Guatemala padece mucho de funcionarios sin autoridad ni experiencia conveniente, pero hay algo peor, se trata del accionar de aquellos que ejercen autoridad sin la experiencia debida porque fueron colocados en el puesto a dedo y, a falta de saber y pericia, la practican a lo Juan Palomo: «yo me lo guiso, yo me lo como».
La autoridad que se ejerce desde un puesto de servicio debe sustentarse en el conocimiento y la práctica previa. De sobrada indecencia es asumir roles para los que no fuimos preparados. Esa mala práctica es iterativa en nuestro país cada cuatrienio cuando, los puestos de elección popular, son copados por las personas más inescrupulosas que se pueda imaginar.
Otro arquetipo de indecencia son los Out sider, me refiero a las personas que, estando al margen de los principios de una institución, convierten un puesto de servicio en una torre de mando. La sintomatología de tales individuos constituye un verdadero abanico, pero el principal signo (que se puede vivenciar) es concerniente a los cambios que sutilmente pretenden hacer, imponiendo modelos que distan mucho de la filosofía de la institución a donde llegaron por amiguismo o enviados para hacer daño y destruir.
¿Por qué todas estas acotaciones? La respuesta es una: estamos entrando al lapso de la postpandemia y se necesitan, en todos los niveles sociales, líderes con entendimiento, juicio y talento.

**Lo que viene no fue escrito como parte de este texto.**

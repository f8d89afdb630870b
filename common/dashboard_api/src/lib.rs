//! This crate provides two things:
//!
//! 1. The slot visualization types served by the validator dashboard API.
//! 2. The `SlotVizApi` trait through which the slot visualization engine talks to that API, plus
//!    an implementation replaying a recorded response from disk.

mod file;
pub mod types;

pub use crate::file::FileSlotVizApi;
pub use crate::types::*;
use async_trait::async_trait;
use std::fmt;
use std::path::PathBuf;

#[derive(Debug)]
pub enum Error {
    /// The request never produced a response (connection refused, timeout, offline...).
    Transport(String),
    /// The server returned an error message where the body was able to be parsed.
    ServerMessage(ErrorMessage),
    /// The server returned an invalid JSON response.
    InvalidJson(serde_json::Error),
    /// An I/O error occurred while reading a recorded response from disk.
    Io(PathBuf, std::io::Error),
}

impl From<serde_json::Error> for Error {
    fn from(error: serde_json::Error) -> Self {
        Error::InvalidJson(error)
    }
}

impl Error {
    /// If the server answered with an error status, return it.
    pub fn status(&self) -> Option<u16> {
        match self {
            Error::ServerMessage(msg) => Some(msg.code),
            Error::Transport(_) | Error::InvalidJson(_) | Error::Io(..) => None,
        }
    }
}

impl fmt::Display for Error {
    fn fmt(&self, f: &mut fmt::Formatter<'_>) -> fmt::Result {
        write!(f, "{:?}", self)
    }
}

/// The dashboard API as seen by the slot visualization engine.
#[async_trait]
pub trait SlotVizApi: Send + Sync + 'static {
    /// Fetches the slot visualization of a dashboard group.
    ///
    /// With `bypass_cache` set the implementation must not answer from a response cache.
    async fn get_slot_viz(
        &self,
        dashboard_id: &DashboardId,
        group_id: GroupId,
        bypass_cache: bool,
    ) -> Result<Vec<SlotVizEpoch>, Error>;

    /// Returns the chain id of the network the API currently serves.
    fn current_chain_id(&self) -> ChainId;
}

/// Returns the API resource of the slot visualization of a dashboard group.
pub fn slot_viz_resource(dashboard_id: &DashboardId, group_id: GroupId) -> String {
    let mut resource = format!("/validator-dashboards/{}/slot-viz", dashboard_id);
    if group_id != ALL_GROUPS {
        resource.push_str(&format!("?group_ids={}", group_id));
    }
    resource
}
use metrics::{inc_counter, try_create_int_counter, IntCounter, Result as MetricsResult};
use serde::{Deserialize, Serialize};
use slog::{o, Drain, Level, Logger, OwnedKVList, Record};
use std::str::FromStr;
use std::sync::LazyLock;

pub static INFOS_TOTAL: LazyLock<MetricsResult<IntCounter>> =
    LazyLock::new(|| try_create_int_counter("info_total", "Count of infos logged"));
pub static WARNS_TOTAL: LazyLock<MetricsResult<IntCounter>> =
    LazyLock::new(|| try_create_int_counter("warn_total", "Count of warns logged"));
pub static ERRORS_TOTAL: LazyLock<MetricsResult<IntCounter>> =
    LazyLock::new(|| try_create_int_counter("error_total", "Count of errors logged"));
pub static CRITS_TOTAL: LazyLock<MetricsResult<IntCounter>> =
    LazyLock::new(|| try_create_int_counter("crit_total", "Count of crits logged"));

/// The output format of the root logger.
#[derive(Debug, Clone, Copy, PartialEq, Eq, Default, Serialize, Deserialize)]
#[serde(rename_all = "lowercase")]
pub enum LogFormat {
    #[default]
    Terminal,
    Json,
}

impl FromStr for LogFormat {
    type Err = String;

    fn from_str(s: &str) -> Result<Self, Self::Err> {
        match s.to_uppercase().as_str() {
            "TERMINAL" | "DEFAULT" => Ok(LogFormat::Terminal),
            "JSON" => Ok(LogFormat::Json),
            _ => Err("Logging format provided is not supported".to_string()),
        }
    }
}

/// How the root logger of a process is built.
#[derive(Debug, Clone, PartialEq, Eq, Serialize, Deserialize)]
pub struct LoggerConfig {
    pub debug_level: String,
    pub log_format: LogFormat,
    pub log_color: bool,
}

impl Default for LoggerConfig {
    fn default() -> Self {
        Self {
            debug_level: "info".to_string(),
            log_format: LogFormat::Terminal,
            log_color: true,
        }
    }
}

/// Parses a `--debug-level` style string into a `slog::Level`.
pub fn parse_level(debug_level: &str) -> Result<Level, String> {
    match debug_level {
        "info" => Ok(Level::Info),
        "debug" => Ok(Level::Debug),
        "trace" => Ok(Level::Trace),
        "warn" => Ok(Level::Warning),
        "error" => Ok(Level::Error),
        "crit" => Ok(Level::Critical),
        unknown => Err(format!("Unknown debug-level: {}", unknown)),
    }
}

/// A drain that counts the records passing through it per level before handing them on.
///
/// `build_logger` places it in front of the level filter, so records below the configured level
/// are counted too.
pub struct CountingDrain<D> {
    drain: D,
}

impl<D> CountingDrain<D> {
    pub fn new(drain: D) -> Self {
        Self { drain }
    }
}

impl<D: Drain> Drain for CountingDrain<D> {
    type Ok = D::Ok;
    type Err = D::Err;

    fn log(&self, record: &Record, values: &OwnedKVList) -> Result<Self::Ok, Self::Err> {
        match record.level() {
            Level::Info => inc_counter(&INFOS_TOTAL),
            Level::Warning => inc_counter(&WARNS_TOTAL),
            Level::Error => inc_counter(&ERRORS_TOTAL),
            Level::Critical => inc_counter(&CRITS_TOTAL),
            _ => (),
        }

        self.drain.log(record, values)
    }
}

/// Builds an asynchronous root logger writing to stdout.
///
/// The logger is "async" because it has a dedicated thread that accepts logs and then flushes them
/// to stdout. The thread that raised the log does not have to wait for the flush.
pub fn build_logger(config: &LoggerConfig) -> Result<Logger, String> {
    let level = parse_level(&config.debug_level)?;

    let drain = match config.log_format {
        LogFormat::Json => {
            let drain = slog_json::Json::default(std::io::stdout()).fuse();
            slog_async::Async::new(drain).build()
        }
        LogFormat::Terminal => {
            let decorator = if config.log_color {
                slog_term::TermDecorator::new().build()
            } else {
                slog_term::TermDecorator::new().force_plain().build()
            };
            let drain = slog_term::FullFormat::new(decorator).build().fuse();
            slog_async::Async::new(drain).build()
        }
    };

    let drain = CountingDrain::new(drain.filter_level(level)).fuse();

    Ok(Logger::root(drain, o!()))
}

/// Returns a logger that drops every record.
pub fn null_logger() -> Result<Logger, String> {
    use sloggers::Build;

    sloggers::null::NullLoggerBuilder
        .build()
        .map_err(|e| format!("Failed to start null logger: {:?}", e))
}

/// Return a logger suitable for test usage.
///
/// By default no logs will be printed, but they can be enabled via the `test_logger` feature:
///
/// ```bash
/// $ cargo test -p slot_viz --features 'logging/test_logger'
/// ```
pub fn test_logger() -> Logger {
    use sloggers::Build;

    if cfg!(feature = "test_logger") {
        sloggers::terminal::TerminalLoggerBuilder::new()
            .level(sloggers::types::Severity::Debug)
            .build()
            .expect("Should build test_logger")
    } else {
        sloggers::null::NullLoggerBuilder
            .build()
            .expect("Should build null_logger")
    }
}

#[cfg(test)]
mod tests {
    use super::*;
    use slog::{info, warn};

    #[test]
    fn parses_debug_levels() {
        assert_eq!(parse_level("info"), Ok(Level::Info));
        assert_eq!(parse_level("warn"), Ok(Level::Warning));
        assert_eq!(parse_level("crit"), Ok(Level::Critical));
        assert!(parse_level("loud").is_err());
    }

    #[test]
    fn parses_log_formats() {
        assert_eq!("json".parse::<LogFormat>(), Ok(LogFormat::Json));
        assert_eq!("JSON".parse::<LogFormat>(), Ok(LogFormat::Json));
        assert_eq!("terminal".parse::<LogFormat>(), Ok(LogFormat::Terminal));
        assert!("yaml".parse::<LogFormat>().is_err());
    }

    #[test]
    fn logger_config_from_json() {
        let config: LoggerConfig = serde_json::from_str(
            r#"{"debug_level": "debug", "log_format": "json", "log_color": false}"#,
        )
        .unwrap();
        assert_eq!(config.log_format, LogFormat::Json);
        assert_eq!(config.debug_level, "debug");
    }

    #[test]
    fn build_rejects_unknown_level() {
        let config = LoggerConfig {
            debug_level: "verbose".to_string(),
            ..LoggerConfig::default()
        };
        assert!(build_logger(&config).is_err());
    }

    #[test]
    fn counting_drain_counts_per_level() {
        let warns_before = WARNS_TOTAL.as_ref().map(|c| c.get()).unwrap_or(0);

        let log = Logger::root(CountingDrain::new(slog::Discard), o!());
        info!(log, "Counted"; "level" => "info");
        warn!(log, "Counted"; "level" => "warn");
        warn!(log, "Counted"; "level" => "warn");

        let warns_after = WARNS_TOTAL.as_ref().map(|c| c.get()).unwrap_or(0);
        assert!(warns_after >= warns_before + 2);
    }

    #[test]
    fn counts_records_below_the_level_filter() {
        let infos_before = INFOS_TOTAL.as_ref().map(|c| c.get()).unwrap_or(0);

        let drain = CountingDrain::new(slog::Discard.filter_level(Level::Error)).fuse();
        let log = Logger::root(drain, o!());
        info!(log, "Filtered"; "level" => "info");

        let infos_after = INFOS_TOTAL.as_ref().map(|c| c.get()).unwrap_or(0);
        assert!(infos_after > infos_before);
    }
}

Desde que se declaró que la enfermedad provocada por el virus del SARS-CoV-2 se trataba de una pandemia me puse a estudiar la historia de estos fenómenos. Partí de la Pandemia de Atenas cuya primera documentación se data en el año 430 a.C. ¿Qué decir desde cuatrocientos años antes de Cristo hasta el siglo XVII de nuestra era? (centuria que estoy estudiando). Pues, que hay una repetición de cuatro malas acciones del ser humano: corrupción rampante, propagación de noticias falsas, defenestración de la ciencia en aras de los supuestos y retorno a las mañas que se dejaron de lado a manera de efímero arrepentimiento. Esta última muy practicada por los líderes de las diferentes categorías de la sociedad.
Entre las recomendaciones que se nos hacen a las personas que trabajamos en las obras de la Compañía de Jesús hay una que me fascina porque se puede adaptar a muchos de nuestros entornos. Se trata de estar ojo avizor a cierto tipo de individuos que son verdaderos engendros del mal. De ellos se dice: «No hay peligro más grande que la persona que se disfraza de ignacianidad cuando le conviene». Como se puede notar, la palabra ignacianidad puede sustituirse por adjetivos como cristiano, católico o evangélico. Y conste, la persona también puede disfrazarse de buen líder, buen político o buen guía espiritual (indistinto de qué religión sea). Se convierten así en una terrible bomba de tiempo que puede explotar en el momento menos deseado.
Así las cosas, quiero que el lector caiga en la cuenta que estamos iniciando el lapso de la postpandemia de COVID-19 y tenemos a granel secuelas físicas, emocionales, sociales, económicas y que nos falta mucho por descifrar a cabalidad del virus, la enfermedad y las consecuencias a mediano y largo plazo. Ha de recordarse que no fue sino hasta 1948-1950 cuando se comprendieron no pocos procesos patológicos provocados por el virus de la influenza que azotó a la humanidad a partir de 1918.
Por esa razón reitero esa pauta indispensable para un superior jesuita que se puede transpolar a cualquier ser humano que ejerza algún liderazgo. Reza de manera completa: «En cuanto a la sanidad, apariencia y edad debe haber decencia y autoridad. La edad no debe ser ni de mucha vejez, que no suele ser idónea para tal cargo, ni tampoco de mucha juventud sin autoridad ni experiencia conveniente».
Resalto las palabras decencia, autoridad e idoneidad. Debieran constituir, más que representaciones mentales, la esencia de toda persona que ostente alguna condición de líder en estos críticos momentos de nuestra historia porque, junto con la postpandemia, están regresando las mañas de aquellos temporalmente contritos.